• [Task statement]:
The lines to return are those below that contain the word "Reloading".

• [Extracted data entries]:
________________
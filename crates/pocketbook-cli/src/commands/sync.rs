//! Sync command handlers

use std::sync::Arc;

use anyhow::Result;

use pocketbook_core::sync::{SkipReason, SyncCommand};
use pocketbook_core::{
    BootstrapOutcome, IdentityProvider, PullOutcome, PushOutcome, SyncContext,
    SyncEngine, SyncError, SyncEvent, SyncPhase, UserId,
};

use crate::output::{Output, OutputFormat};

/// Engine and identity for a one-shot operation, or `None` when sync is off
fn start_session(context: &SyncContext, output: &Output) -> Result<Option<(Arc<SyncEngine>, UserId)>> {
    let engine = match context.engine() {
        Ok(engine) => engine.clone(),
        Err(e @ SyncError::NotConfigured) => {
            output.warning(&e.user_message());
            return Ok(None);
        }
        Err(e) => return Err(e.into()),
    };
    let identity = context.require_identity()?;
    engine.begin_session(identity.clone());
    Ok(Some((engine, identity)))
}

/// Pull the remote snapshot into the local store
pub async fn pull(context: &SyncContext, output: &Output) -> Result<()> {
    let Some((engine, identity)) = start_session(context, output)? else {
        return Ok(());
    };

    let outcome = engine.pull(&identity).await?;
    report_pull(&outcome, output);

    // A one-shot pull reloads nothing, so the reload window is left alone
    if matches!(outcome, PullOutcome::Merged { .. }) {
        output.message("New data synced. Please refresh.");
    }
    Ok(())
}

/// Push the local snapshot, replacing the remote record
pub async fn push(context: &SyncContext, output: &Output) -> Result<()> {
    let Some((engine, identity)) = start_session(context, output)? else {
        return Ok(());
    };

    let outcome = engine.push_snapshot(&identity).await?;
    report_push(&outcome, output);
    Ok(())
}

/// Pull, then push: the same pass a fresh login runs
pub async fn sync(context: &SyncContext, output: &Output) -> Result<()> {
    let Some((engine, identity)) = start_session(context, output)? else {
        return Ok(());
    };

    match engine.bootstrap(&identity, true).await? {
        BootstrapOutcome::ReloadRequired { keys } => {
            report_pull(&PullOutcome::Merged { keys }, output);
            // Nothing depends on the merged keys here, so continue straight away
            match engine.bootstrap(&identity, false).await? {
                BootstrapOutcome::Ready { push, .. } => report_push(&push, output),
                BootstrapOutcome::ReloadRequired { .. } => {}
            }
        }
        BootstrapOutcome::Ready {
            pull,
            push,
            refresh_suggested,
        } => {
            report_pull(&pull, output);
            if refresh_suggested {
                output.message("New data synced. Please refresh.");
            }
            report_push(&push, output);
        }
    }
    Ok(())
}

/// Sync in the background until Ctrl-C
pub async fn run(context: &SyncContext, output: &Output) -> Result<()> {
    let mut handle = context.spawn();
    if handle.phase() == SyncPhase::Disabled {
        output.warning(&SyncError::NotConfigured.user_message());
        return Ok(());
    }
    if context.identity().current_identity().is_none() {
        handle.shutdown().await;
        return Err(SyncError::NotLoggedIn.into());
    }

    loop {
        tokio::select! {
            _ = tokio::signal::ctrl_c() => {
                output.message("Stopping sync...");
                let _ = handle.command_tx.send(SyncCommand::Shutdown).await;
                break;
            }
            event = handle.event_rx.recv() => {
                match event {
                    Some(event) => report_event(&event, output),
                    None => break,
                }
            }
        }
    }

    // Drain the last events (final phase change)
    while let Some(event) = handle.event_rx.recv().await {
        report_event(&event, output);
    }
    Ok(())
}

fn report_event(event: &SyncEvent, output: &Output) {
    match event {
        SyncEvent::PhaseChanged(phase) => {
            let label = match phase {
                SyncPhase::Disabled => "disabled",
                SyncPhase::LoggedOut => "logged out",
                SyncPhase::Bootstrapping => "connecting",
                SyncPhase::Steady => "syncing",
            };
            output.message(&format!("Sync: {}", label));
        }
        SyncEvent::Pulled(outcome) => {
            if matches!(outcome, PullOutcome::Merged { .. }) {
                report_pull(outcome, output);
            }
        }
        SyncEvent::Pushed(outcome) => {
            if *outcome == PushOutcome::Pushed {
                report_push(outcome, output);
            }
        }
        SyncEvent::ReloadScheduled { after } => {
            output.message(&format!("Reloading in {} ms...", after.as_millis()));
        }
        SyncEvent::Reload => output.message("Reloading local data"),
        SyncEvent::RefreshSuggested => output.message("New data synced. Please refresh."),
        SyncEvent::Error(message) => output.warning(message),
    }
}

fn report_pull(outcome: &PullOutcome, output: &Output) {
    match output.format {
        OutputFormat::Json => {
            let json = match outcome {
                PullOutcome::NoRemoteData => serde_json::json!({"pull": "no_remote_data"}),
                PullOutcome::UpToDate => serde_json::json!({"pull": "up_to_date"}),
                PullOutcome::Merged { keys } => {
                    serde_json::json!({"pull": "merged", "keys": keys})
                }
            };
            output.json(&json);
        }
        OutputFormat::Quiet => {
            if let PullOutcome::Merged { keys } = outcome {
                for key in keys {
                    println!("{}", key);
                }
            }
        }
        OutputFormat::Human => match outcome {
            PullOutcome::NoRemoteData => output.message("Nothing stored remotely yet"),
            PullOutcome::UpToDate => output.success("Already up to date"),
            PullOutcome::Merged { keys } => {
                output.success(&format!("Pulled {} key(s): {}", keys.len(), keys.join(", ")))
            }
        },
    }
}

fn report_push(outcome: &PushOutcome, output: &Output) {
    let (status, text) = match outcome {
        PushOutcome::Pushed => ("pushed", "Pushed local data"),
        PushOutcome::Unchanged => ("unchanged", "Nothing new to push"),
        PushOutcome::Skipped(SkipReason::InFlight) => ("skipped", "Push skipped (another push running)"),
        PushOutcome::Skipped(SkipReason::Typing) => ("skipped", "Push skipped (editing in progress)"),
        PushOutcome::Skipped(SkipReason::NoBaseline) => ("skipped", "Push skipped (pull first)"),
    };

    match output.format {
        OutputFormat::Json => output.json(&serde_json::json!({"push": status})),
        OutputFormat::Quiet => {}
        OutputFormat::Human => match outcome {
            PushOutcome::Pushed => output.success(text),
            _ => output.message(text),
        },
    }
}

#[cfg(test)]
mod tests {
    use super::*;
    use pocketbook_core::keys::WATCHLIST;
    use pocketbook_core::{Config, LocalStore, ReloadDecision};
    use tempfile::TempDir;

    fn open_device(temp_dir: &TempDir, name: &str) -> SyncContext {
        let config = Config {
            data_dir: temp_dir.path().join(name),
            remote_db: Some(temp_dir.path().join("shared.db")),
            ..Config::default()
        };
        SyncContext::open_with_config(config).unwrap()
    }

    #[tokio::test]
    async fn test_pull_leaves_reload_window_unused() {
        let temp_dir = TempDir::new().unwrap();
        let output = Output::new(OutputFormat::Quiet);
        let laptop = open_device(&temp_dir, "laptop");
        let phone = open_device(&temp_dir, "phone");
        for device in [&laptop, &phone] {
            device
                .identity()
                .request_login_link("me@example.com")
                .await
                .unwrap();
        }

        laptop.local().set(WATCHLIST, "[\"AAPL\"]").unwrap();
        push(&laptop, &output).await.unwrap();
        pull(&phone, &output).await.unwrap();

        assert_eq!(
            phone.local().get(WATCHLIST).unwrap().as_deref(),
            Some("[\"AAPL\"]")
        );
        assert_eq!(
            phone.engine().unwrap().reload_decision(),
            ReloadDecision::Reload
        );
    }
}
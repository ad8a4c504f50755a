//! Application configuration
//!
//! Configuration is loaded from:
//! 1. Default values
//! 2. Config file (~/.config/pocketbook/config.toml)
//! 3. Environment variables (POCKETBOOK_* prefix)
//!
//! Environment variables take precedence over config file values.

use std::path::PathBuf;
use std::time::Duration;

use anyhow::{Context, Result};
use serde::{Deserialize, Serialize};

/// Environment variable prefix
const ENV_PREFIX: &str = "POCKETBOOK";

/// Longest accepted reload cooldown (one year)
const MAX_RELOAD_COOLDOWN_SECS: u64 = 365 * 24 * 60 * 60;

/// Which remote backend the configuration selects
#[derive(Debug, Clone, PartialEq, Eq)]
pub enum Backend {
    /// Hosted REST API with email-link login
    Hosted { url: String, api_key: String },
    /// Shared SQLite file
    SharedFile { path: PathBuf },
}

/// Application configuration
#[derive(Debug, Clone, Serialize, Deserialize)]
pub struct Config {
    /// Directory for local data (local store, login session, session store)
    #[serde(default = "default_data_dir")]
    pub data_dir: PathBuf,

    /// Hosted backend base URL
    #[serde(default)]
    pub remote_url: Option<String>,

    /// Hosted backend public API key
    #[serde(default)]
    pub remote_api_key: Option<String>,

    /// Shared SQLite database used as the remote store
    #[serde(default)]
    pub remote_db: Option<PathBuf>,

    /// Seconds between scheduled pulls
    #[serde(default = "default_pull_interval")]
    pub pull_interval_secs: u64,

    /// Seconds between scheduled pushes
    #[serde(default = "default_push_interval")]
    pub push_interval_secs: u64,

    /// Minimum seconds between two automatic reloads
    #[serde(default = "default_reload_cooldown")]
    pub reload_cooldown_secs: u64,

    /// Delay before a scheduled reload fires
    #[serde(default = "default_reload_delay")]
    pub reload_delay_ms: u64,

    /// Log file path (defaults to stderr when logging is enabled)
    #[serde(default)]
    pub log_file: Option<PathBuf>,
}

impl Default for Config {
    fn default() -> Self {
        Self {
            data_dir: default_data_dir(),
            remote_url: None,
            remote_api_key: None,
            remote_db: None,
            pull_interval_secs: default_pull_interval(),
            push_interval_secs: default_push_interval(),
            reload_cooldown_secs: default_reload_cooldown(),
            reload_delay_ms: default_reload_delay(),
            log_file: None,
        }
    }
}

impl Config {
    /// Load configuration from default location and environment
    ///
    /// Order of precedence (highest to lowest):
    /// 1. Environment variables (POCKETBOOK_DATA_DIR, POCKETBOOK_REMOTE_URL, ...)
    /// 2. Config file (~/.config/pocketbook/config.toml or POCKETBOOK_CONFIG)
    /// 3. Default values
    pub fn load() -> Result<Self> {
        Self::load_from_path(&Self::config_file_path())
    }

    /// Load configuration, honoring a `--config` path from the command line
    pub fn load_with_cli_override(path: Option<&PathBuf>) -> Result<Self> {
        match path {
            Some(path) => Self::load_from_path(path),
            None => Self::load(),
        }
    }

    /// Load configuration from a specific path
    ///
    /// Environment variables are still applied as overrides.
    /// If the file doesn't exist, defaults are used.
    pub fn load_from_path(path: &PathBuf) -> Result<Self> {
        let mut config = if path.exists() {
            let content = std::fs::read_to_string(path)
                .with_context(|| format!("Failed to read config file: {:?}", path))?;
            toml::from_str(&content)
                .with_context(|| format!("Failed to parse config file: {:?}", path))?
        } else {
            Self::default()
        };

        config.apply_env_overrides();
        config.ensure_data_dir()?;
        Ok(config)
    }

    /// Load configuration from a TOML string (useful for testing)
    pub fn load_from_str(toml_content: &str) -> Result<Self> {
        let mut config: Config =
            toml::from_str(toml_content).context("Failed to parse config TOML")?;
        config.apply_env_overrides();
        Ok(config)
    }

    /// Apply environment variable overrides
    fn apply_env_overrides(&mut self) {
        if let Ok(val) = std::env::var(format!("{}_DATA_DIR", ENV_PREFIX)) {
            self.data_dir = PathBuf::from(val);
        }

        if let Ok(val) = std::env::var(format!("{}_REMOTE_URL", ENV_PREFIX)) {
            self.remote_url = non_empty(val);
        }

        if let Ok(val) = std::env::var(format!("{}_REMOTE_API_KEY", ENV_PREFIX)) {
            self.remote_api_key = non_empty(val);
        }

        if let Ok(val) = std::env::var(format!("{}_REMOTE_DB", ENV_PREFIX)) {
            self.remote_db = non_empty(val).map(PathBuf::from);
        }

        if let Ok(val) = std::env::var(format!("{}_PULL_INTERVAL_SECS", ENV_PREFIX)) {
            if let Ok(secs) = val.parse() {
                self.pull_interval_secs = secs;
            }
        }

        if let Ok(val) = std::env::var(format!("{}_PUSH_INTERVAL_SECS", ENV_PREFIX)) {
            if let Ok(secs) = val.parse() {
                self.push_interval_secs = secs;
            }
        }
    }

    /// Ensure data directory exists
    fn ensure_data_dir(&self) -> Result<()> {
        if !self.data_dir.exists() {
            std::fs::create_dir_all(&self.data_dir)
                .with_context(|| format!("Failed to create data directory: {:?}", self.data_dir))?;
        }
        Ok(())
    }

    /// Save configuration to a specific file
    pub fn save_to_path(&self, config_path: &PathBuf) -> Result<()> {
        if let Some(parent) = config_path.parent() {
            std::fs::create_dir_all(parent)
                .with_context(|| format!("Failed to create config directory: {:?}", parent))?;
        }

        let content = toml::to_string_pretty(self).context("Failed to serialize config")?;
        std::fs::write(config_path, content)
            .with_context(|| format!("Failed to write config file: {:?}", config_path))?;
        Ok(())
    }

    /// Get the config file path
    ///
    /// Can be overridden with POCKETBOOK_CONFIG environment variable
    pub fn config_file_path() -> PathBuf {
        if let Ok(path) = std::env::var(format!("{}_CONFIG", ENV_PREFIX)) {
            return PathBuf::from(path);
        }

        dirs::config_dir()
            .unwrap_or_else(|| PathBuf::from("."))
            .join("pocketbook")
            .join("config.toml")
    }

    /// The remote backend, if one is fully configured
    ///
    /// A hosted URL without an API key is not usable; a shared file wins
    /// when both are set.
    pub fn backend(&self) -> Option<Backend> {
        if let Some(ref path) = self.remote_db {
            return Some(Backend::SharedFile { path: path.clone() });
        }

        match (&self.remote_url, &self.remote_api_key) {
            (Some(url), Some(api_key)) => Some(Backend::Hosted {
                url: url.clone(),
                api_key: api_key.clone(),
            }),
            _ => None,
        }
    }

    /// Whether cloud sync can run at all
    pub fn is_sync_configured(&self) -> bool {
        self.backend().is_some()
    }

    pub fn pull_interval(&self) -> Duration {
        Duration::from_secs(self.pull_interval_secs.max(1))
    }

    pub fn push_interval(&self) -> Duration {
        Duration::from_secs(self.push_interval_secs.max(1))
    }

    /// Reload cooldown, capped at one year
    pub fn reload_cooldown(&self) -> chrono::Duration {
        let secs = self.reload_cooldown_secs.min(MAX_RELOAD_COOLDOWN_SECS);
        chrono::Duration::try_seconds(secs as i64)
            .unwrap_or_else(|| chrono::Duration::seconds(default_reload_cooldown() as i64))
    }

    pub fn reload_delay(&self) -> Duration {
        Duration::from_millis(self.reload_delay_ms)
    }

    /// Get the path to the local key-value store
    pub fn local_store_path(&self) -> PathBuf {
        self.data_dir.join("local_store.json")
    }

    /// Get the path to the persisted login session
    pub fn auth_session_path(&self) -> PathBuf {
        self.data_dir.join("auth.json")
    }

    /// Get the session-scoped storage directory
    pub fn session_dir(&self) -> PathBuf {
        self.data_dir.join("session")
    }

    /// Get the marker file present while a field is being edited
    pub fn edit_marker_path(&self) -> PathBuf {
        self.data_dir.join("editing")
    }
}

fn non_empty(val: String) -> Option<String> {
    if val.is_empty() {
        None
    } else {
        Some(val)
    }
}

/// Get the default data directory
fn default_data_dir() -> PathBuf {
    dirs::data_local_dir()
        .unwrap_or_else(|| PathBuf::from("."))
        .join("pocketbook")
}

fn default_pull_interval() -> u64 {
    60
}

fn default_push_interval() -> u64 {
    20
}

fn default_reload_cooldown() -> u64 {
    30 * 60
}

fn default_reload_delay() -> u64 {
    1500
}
________________
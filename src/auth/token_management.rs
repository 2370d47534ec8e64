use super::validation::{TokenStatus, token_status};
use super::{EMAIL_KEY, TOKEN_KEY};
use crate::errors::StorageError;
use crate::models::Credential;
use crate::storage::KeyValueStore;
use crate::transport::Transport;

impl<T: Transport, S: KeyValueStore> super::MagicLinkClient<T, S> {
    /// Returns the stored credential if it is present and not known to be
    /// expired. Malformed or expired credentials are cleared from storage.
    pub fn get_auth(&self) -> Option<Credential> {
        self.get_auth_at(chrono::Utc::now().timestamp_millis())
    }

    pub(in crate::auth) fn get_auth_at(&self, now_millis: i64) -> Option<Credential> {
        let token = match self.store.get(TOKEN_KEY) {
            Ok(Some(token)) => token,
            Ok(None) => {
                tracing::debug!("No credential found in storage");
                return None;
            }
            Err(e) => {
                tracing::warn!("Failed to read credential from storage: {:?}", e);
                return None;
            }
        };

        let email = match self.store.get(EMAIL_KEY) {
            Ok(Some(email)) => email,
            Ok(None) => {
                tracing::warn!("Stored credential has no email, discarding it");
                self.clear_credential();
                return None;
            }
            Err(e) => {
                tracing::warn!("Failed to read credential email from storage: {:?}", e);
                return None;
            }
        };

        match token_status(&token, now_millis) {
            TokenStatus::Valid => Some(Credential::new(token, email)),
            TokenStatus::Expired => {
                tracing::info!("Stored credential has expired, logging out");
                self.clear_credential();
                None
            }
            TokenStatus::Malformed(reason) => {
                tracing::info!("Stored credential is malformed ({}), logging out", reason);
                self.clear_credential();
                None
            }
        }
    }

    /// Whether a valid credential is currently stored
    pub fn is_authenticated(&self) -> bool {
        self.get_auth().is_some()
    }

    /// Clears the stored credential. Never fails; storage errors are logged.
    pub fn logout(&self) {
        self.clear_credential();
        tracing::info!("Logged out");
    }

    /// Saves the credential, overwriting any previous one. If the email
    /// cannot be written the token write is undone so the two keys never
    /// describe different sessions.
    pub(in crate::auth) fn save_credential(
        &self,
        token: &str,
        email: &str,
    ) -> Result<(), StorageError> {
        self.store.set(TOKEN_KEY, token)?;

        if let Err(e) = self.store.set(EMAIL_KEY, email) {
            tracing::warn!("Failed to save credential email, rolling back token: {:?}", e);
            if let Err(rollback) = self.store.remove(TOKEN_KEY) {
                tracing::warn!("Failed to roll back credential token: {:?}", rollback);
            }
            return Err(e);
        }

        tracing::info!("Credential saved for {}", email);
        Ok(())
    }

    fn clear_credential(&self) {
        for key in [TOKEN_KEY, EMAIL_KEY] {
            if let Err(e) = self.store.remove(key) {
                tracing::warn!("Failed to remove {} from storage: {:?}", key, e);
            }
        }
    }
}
________________
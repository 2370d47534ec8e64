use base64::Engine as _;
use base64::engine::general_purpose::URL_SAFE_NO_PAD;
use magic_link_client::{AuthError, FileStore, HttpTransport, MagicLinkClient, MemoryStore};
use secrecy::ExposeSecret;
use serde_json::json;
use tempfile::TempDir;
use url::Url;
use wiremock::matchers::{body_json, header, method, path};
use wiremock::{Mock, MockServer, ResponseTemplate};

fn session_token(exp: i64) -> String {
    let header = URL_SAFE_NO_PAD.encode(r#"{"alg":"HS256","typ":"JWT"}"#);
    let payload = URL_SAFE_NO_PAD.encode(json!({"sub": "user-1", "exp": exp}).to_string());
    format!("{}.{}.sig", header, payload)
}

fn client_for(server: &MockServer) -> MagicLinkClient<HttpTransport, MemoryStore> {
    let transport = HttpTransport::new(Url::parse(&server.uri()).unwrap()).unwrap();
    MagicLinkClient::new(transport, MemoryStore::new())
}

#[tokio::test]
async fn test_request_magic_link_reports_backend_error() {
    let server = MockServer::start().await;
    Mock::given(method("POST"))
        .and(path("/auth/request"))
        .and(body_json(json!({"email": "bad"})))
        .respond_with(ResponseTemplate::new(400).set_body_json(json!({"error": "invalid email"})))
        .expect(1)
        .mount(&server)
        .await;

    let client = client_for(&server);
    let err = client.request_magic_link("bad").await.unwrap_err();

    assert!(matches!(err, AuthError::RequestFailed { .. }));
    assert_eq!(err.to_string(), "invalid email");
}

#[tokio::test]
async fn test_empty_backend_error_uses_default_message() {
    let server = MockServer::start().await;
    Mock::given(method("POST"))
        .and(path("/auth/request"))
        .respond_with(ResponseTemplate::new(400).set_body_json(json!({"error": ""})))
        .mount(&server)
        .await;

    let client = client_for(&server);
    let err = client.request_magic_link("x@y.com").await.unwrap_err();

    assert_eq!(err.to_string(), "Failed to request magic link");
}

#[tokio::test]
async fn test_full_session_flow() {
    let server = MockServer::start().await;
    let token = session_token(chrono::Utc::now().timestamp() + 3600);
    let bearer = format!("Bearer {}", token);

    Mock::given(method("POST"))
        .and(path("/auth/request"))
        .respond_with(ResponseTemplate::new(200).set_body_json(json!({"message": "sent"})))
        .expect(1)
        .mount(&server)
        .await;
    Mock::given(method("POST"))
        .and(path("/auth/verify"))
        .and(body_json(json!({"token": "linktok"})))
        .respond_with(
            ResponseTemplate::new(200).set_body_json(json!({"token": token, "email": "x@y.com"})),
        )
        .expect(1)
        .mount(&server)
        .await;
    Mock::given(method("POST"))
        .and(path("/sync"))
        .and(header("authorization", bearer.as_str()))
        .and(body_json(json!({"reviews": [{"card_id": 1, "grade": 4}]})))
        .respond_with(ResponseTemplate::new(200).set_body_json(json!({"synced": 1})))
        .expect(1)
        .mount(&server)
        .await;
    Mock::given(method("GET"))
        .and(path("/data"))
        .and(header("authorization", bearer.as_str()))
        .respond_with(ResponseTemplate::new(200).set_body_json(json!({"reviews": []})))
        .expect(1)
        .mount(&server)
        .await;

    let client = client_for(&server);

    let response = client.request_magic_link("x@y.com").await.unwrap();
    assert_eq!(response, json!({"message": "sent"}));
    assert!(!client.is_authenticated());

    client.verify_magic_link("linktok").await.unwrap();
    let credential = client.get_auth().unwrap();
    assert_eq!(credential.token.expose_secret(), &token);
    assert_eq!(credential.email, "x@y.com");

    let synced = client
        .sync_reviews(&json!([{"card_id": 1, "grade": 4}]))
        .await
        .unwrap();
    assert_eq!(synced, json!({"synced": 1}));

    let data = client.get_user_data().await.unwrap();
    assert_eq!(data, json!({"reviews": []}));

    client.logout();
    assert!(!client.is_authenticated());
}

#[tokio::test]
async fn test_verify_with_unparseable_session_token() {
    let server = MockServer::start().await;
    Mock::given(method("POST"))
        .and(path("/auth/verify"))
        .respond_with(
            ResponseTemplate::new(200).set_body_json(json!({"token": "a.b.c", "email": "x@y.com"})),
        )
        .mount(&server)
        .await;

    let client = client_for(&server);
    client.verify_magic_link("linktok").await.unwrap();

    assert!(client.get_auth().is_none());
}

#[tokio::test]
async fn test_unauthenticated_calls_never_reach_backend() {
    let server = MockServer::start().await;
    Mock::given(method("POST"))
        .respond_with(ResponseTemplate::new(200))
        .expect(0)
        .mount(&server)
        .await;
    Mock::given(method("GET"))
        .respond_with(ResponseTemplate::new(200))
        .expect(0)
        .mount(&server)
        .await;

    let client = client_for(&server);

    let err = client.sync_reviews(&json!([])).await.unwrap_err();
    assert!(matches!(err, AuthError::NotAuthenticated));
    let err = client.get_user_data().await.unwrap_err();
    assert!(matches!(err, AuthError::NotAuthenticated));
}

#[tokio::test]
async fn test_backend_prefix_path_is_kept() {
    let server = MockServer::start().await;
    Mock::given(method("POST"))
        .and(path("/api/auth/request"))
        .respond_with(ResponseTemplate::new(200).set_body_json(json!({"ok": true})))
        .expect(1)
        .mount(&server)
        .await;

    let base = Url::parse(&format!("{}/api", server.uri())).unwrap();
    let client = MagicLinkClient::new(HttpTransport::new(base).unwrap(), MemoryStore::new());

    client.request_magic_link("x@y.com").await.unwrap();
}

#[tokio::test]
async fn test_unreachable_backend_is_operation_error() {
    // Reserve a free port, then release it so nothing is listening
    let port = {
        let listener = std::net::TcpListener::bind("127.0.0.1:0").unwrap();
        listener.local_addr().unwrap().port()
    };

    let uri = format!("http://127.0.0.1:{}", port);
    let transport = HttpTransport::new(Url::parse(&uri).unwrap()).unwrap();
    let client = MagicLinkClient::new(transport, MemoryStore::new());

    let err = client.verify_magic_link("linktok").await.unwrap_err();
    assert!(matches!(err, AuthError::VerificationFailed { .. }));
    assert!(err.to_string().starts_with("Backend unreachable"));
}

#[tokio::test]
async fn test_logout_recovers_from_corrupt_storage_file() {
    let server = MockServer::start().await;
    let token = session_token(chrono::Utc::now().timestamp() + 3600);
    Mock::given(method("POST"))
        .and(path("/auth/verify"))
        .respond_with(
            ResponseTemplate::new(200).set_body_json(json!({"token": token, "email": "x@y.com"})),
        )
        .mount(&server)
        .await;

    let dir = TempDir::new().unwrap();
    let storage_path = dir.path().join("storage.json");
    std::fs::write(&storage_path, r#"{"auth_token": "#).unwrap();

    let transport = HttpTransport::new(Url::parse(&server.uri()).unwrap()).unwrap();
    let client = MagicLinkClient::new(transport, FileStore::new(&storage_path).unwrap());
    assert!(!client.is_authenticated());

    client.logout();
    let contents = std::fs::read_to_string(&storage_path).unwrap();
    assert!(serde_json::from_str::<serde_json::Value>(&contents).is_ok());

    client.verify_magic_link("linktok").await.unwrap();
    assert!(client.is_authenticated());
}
________________
• [Solution for this task]:
            output.message(&format!("Reloading in {} ms...", after.as_millis()));
        SyncEvent::Reload => output.message("Reloading local data"),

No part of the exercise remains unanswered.